Entre el misterio y la jovialidad se tendía la línea que atravesaba este programa, con el que Ton Koopman volvía a Madrid, como si efectivamente esas dos caras se complementaran y la misión del director fuera la de vislumbrar el diseño que resuelve esa incertidumbre y alcanza la luz. Un programa diverso, pero no demasiado, dado que se encontraba en el perímetro, aunque en el límite, de lo clásico, siendo Schubert un compositor que se presta a ser interpretado desde distintas perspectivas. A su vez estaba rodeado de dos compositores barrocos como Rebel y, por supuesto tratándose de Koopman, Bach.
En primer lugar es destacable haber podido escuchar Le chaos de Les Éléments de Rebel, a menos de una semana de la ejecución de Jordi Savall. La lectura de Koopman requirió de un orgánico abundante, con un sonido de abundante resonancias y especialmente balanceado hacia el bajo. Lejos de suscitar una sensación de indeterminación, como si ese caos fuera algo atemporal, esta versión pareció decantarse por un caos magmático, un gran estruendo del que surge la energía de la vida. El desarrollo hasta la tonalidad mayor fue interesante, desgranando con pericia las texturas y estructurando sólidamente los motivos recurrentes.

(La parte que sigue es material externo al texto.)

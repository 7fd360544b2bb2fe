// Device-space colors and the distance → color mapping.
// Visual: the droplet is pale yellow at rest and turns red the further you pull it.

use crate::config::DropletConfig;
use crate::types::Offset;

/// RGBA in device space, each channel in [0,1].
#[derive(Clone, Copy, Debug, PartialEq)]
pub struct Rgba {
    pub r: f32,
    pub g: f32,
    pub b: f32,
    pub a: f32,
}

impl Rgba {
    pub const OPAQUE_BLACK: Rgba = Rgba::new(0.0, 0.0, 0.0, 1.0);

    pub const fn new(r: f32, g: f32, b: f32, a: f32) -> Self {
        Self { r, g, b, a }
    }

    #[inline]
    fn channel_u8(c: f32) -> u32 {
        (c.clamp(0.0, 1.0) * 255.0).round() as u32
    }

    /// Pack as 0x00RRGGBB, ignoring alpha.
    pub fn to_pixel(self) -> u32 {
        (Self::channel_u8(self.r) << 16) | (Self::channel_u8(self.g) << 8) | Self::channel_u8(self.b)
    }

    /// Source-over this color onto an opaque 0x00RRGGBB pixel.
    /// Visual: a half-transparent color tints whatever is below instead of hiding it.
    pub fn over(self, dst: u32) -> u32 {
        let a = self.a.clamp(0.0, 1.0);
        if a >= 1.0 {
            return self.to_pixel();
        }
        let inv = 1.0 - a;
        let dr = ((dst >> 16) & 0xFF) as f32 / 255.0;
        let dg = ((dst >> 8) & 0xFF) as f32 / 255.0;
        let db = (dst & 0xFF) as f32 / 255.0;
        Rgba::new(
            self.r * a + dr * inv,
            self.g * a + dg * inv,
            self.b * a + db * inv,
            1.0,
        )
        .to_pixel()
    }
}

/// A color as the host hands it to us. Not every model can be split into RGBA.
#[derive(Clone, Copy, Debug, PartialEq)]
pub enum Paint {
    Rgb(Rgba),
    Gray { white: f32, alpha: f32 },
    /// Image/pattern fills have no per-channel components.
    Pattern(&'static str),
}

impl Paint {
    /// RGBA components, or `None` if this color model cannot produce them.
    pub fn components(self) -> Option<Rgba> {
        match self {
            Paint::Rgb(c) => Some(c),
            Paint::Gray { white, alpha } => Some(Rgba::new(white, white, white, alpha)),
            Paint::Pattern(_) => None,
        }
    }

    /// Components with the opaque-black fallback applied.
    pub fn resolve(self) -> Rgba {
        match self.components() {
            Some(c) => c,
            None => {
                tracing::debug!(paint = ?self, "color has no RGBA components, using opaque black");
                Rgba::OPAQUE_BLACK
            }
        }
    }
}

pub const YELLOW: Paint = Paint::Rgb(Rgba::new(1.0, 0.8, 0.0, 1.0));
pub const RED: Paint = Paint::Rgb(Rgba::new(1.0, 0.231, 0.188, 1.0));
pub const WHITE: Paint = Paint::Gray { white: 1.0, alpha: 1.0 };

/// Per-channel linear interpolation from `from` to `to`; `fraction` is clamped to [0,1].
pub fn interpolate(from: Paint, to: Paint, fraction: f32) -> Rgba {
    let f = if fraction.is_nan() { 0.0 } else { fraction.clamp(0.0, 1.0) };
    let a = from.resolve();
    let b = to.resolve();
    if f >= 1.0 {
        return b;
    }
    let lerp = |x: f32, y: f32| x + (y - x) * f;
    Rgba::new(lerp(a.r, b.r), lerp(a.g, b.g), lerp(a.b, b.b), lerp(a.a, b.a))
}

/// `min(|offset|, max_offset)`.
pub fn drag_distance(offset: Offset, max_offset: f32) -> f32 {
    offset.length().min(max_offset).max(0.0)
}

/// Normalized drag distance in [0,1].
pub fn drag_progress(offset: Offset, max_offset: f32) -> f32 {
    if !(max_offset > 0.0) {
        return 0.0;
    }
    drag_distance(offset, max_offset) / max_offset
}

/// Fill color of the droplet for the current offset.
pub fn display_color(offset: Offset, cfg: &DropletConfig) -> Rgba {
    interpolate(cfg.rest_color, cfg.stress_color, drag_progress(offset, cfg.max_offset))
}
// Offscreen coverage rasterizer + the two metaball filters (blur, alpha threshold).
// Visual expectation: two hard discs go in; after blur they are soft glows whose tails
// overlap; after threshold the overlap becomes a solid "neck" joining them.
use crate::error::Error;
use crate::types::{Circle, Mask};

/// Sub-samples per axis on the anti-aliased rim of a circle.
const RIM_SAMPLES: usize = 4;

/// Draw a filled, anti-aliased circle into the coverage buffer (source-over).
/// Visual: a disc appears; its rim pixels get fractional alpha so the edge isn't jagged.
pub fn fill_circle(mask: &mut Mask, circle: Circle) {
    let r = circle.radius;
    if !(r > 0.0) {
        return;
    }
    // Scan just the bounding box, clipped to the buffer (fully off-buffer → nothing)
    let Some((x0, x1)) = clip_span(circle.center_x - r - 1.0, circle.center_x + r + 1.0, mask.width) else {
        return;
    };
    let Some((y0, y1)) = clip_span(circle.center_y - r - 1.0, circle.center_y + r + 1.0, mask.height) else {
        return;
    };

    // Pixels whose center is this close to the rim get supersampled
    let band = std::f32::consts::SQRT_2 * 0.5;
    let inner2 = (r - band).max(0.0).powi(2);
    let outer2 = (r + band).powi(2);
    let r2 = r * r;

    for y in y0..=y1 {
        for x in x0..=x1 {
            let dx = x as f32 + 0.5 - circle.center_x;
            let dy = y as f32 + 0.5 - circle.center_y;
            let d2 = dx * dx + dy * dy;

            let cov = if d2 <= inner2 {
                1.0
            } else if d2 >= outer2 {
                continue; // outside the circle
            } else {
                // Rim pixel: count sub-samples inside the circle
                let mut inside = 0;
                for sy in 0..RIM_SAMPLES {
                    for sx in 0..RIM_SAMPLES {
                        let px = x as f32 + (sx as f32 + 0.5) / RIM_SAMPLES as f32 - circle.center_x;
                        let py = y as f32 + (sy as f32 + 0.5) / RIM_SAMPLES as f32 - circle.center_y;
                        if px * px + py * py <= r2 {
                            inside += 1;
                        }
                    }
                }
                inside as f32 / (RIM_SAMPLES * RIM_SAMPLES) as f32
            };

            let idx = y as usize * mask.width + x as usize;
            let a = mask.alpha[idx];
            mask.alpha[idx] = a + cov * (1.0 - a);
        }
    }
}

/// Pixel indices covering `lo..=hi`, clipped to `0..limit` while still in f32.
/// Any drag distance is legal, so the bounds can be far outside `i32`.
pub fn clip_span(lo: f32, hi: f32, limit: usize) -> Option<(i32, i32)> {
    if limit == 0 || !(hi >= 0.0) || !(lo < limit as f32) {
        return None;
    }
    let first = lo.floor().max(0.0) as i32;
    let last = hi.ceil().min(limit as f32 - 1.0) as i32;
    (first <= last).then_some((first, last))
}

/// Box radius whose three-pass convolution has standard deviation ≈ `sigma`.
/// Three boxes of radius r have variance r(r+1).
pub fn box_radius_for_sigma(sigma: f32) -> usize {
    if !(sigma > 0.0) {
        return 0;
    }
    let r = ((1.0 + 4.0 * sigma * sigma).sqrt() - 1.0) * 0.5;
    r.round() as usize
}

/// Gaussian-style blur of a coverage buffer: three separable box passes.
/// Visual: every disc edge becomes a soft falloff about `radius` pixels wide.
pub fn gaussian_blur(src: &Mask, tmp: &mut Mask, dst: &mut Mask, radius: f32) -> Result<(), Error> {
    Error::check_size("blur dst", (src.width, src.height), (dst.width, dst.height))?;
    Error::check_size("blur tmp", (src.width, src.height), (tmp.width, tmp.height))?;

    let r = box_radius_for_sigma(radius);
    if r == 0 || src.width == 0 || src.height == 0 {
        dst.alpha.copy_from_slice(&src.alpha);
        return Ok(());
    }

    box_pass_horizontal(src, tmp, r);
    box_pass_vertical(tmp, dst, r);
    for _ in 0..2 {
        box_pass_horizontal(dst, tmp, r);
        box_pass_vertical(tmp, dst, r);
    }
    Ok(())
}

/* ---- Pass 1: Horizontal (sliding window along each row) ----
   What you SEE: nothing yet (off-screen), but each pixel becomes its row-neighborhood average. */
fn box_pass_horizontal(src: &Mask, dst: &mut Mask, radius: usize) {
    let w = src.width as i32;
    let r = radius as i32;
    let win = (2 * r + 1) as f32;

    for y in 0..src.height {
        let row = y * src.width;

        // Edge value at x=0 counted r+1 times (we "extend" edges)
        let mut sum = src.alpha[row] * (r as f32 + 1.0);
        for x in 1..=r {
            sum += src.alpha[row + x.min(w - 1) as usize];
        }

        for x in 0..w {
            dst.alpha[row + x as usize] = sum / win;

            let left_x = (x - r).max(0) as usize;
            let right_x = (x + r + 1).min(w - 1) as usize;
            sum += src.alpha[row + right_x] - src.alpha[row + left_x];
        }
    }
}

/* ---- Pass 2: Vertical (same sliding window down each column) ---- */
fn box_pass_vertical(src: &Mask, dst: &mut Mask, radius: usize) {
    let w = src.width;
    let h = src.height as i32;
    let r = radius as i32;
    let win = (2 * r + 1) as f32;

    for x in 0..w {
        let mut sum = src.alpha[x] * (r as f32 + 1.0);
        for y in 1..=r {
            sum += src.alpha[y.min(h - 1) as usize * w + x];
        }

        for y in 0..h {
            dst.alpha[y as usize * w + x] = sum / win;

            let top_y = (y - r).max(0) as usize;
            let bottom_y = (y + r + 1).min(h - 1) as usize;
            sum += src.alpha[bottom_y * w + x] - src.alpha[top_y * w + x];
        }
    }
}

/// Hard cutoff: above `cutoff` → 1.0, else 0.0.
/// Visual: the soft glow snaps into a crisp silhouette.
pub fn alpha_threshold(mask: &mut Mask, cutoff: f32) {
    for a in &mut mask.alpha {
        *a = if *a > cutoff { 1.0 } else { 0.0 };
    }
}

/// Number of 4-connected opaque regions in a (thresholded) mask.
/// Visual: 1 while the droplet is fused to the anchor, 2 once it has torn away.
pub fn count_regions(mask: &Mask) -> usize {
    let (w, h) = (mask.width, mask.height);
    let mut seen = vec![false; w * h];
    let mut stack = Vec::new();
    let mut regions = 0;

    for start in 0..w * h {
        if seen[start] || mask.alpha[start] < 0.5 {
            continue;
        }
        regions += 1;
        seen[start] = true;
        stack.push(start);

        while let Some(idx) = stack.pop() {
            let (x, y) = (idx % w, idx / w);
            let mut visit = |n: usize| {
                if !seen[n] && mask.alpha[n] >= 0.5 {
                    seen[n] = true;
                    stack.push(n);
                }
            };
            if x > 0 { visit(idx - 1); }
            if x + 1 < w { visit(idx + 1); }
            if y > 0 { visit(idx - w); }
            if y + 1 < h { visit(idx + w); }
        }
    }
    regions
}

En cuanto a Schubert, nos sorprendió inicialmente la composición del orgánico en la cuerda: mientras que violines y violas aumentaron considerablemente pasando en su conjunto de 16 a 24, en la cuerda grave, Koopman añadió solo un cuarto violonchelo, dejando 2 contrabajos como con Rebel. Esto dio lugar a un sonido algo pobre, en particular en el primer movimiento, donde a la enunciación de esa intrigante melodía le faltó cuerpo y robustez. Koopman fue muy expresivo en el empleo de las dinámicas y también atento a resaltar la inventiva melódica del compositor austriaco con los correctos acentos e inflexiones, también favorecido por los tiempos más bien sosegados. Sin embargo, en los momentos de tutti, el empaste se percibió algo desequilibrado, a favor del registro alto, demasiado abierto y luminoso diría, sin el contracanto de esa línea de bajo que vertebra toda la pieza. El segundo movimiento no se vio tan afectado en este sentido, si bien es cierto que faltó algo de ligereza, resultando el ritmo ternario algo recargado y lastrado por un empaque muy robusto, algo que empero fue sin duda apreciable en lo tímbrico. Ciertamente no fue un Schubert amanerado, ya que Koopman dirigió desde el conocimiento y con concentración, pero tal vez algunas de las intenciones del director holandés no quedaron bien reflejadas.
Finalmente aguardaba la Cantata profana «Auf, schmetternde Töne der muntern Trompeten», BWV 207a, de Bach. Una cantata dedicada al rey Augusto III y que reciclaba materiales de otra cantata, la Vereinigte Zwietracht der wechselnden Saiten, que justamente lleva el número de catálogo BWV207. Es música de celebración, jovial y radiante, como el propio Koopman acostumbra a ser, que requiere un buen empleo instrumental, los solistas y el coro, que se colocó justo detrás de la orquesta, pero no en sus habituales bancos. La fuerza y la maestría que la Orquesta Nacional lucieron desde la marcha inicial fueron los testigos del dominio que este director tiene sobre el repertorio bachiano: impecables en el empaste y en los fraseos, también las intervenciones de cada sección estuvieron brillantes. La primera intervención del coro presentó algún que otro desfase en ciertas transiciones, dejando algún hueco entre las capas sonoras, y siendo cubierto por las “jocosas” trompetas (como indica el título de la cantata), que justamente siendo instrumentos modernos mantienen un sonido más contundente. En cuanto a los solistas, diríamos que el tenor Tilman Lichdi posee una voz ágil más liviana, se le notó algo errático en el recitativo y más arropado en el aria. Más brillantes la soprano Ilse Eerens y especialmente el bajo Andreas Wolf, que intervinieron conjuntamente tanto en el recitativo como en el duetto, ambos con buena vocalización y agilidad. El contratenor Maarten Engeltjes se desenvolvió relativamente bien, aunque exigido en un registro muy alto, su voz resultó más bien forzada y algo pobre de matices. Koopman redondeó la página final integrando solista, orquesta y coro con un buen impulso final.
Tal vez algunas intenciones no resueltas completamente y algunos desajustes hicieron que un concierto con excelentes ingredientes (el director invitado, el programa y el nivel habitual de la OCNE), no alcanzaran las cotas que probablemente eran de esperar, pero fue en todo caso una buena velada, pergeñada con personalidad y algunos momentos de indudable y destellante belleza, que aguardarán hasta la próxima visita de Koopman.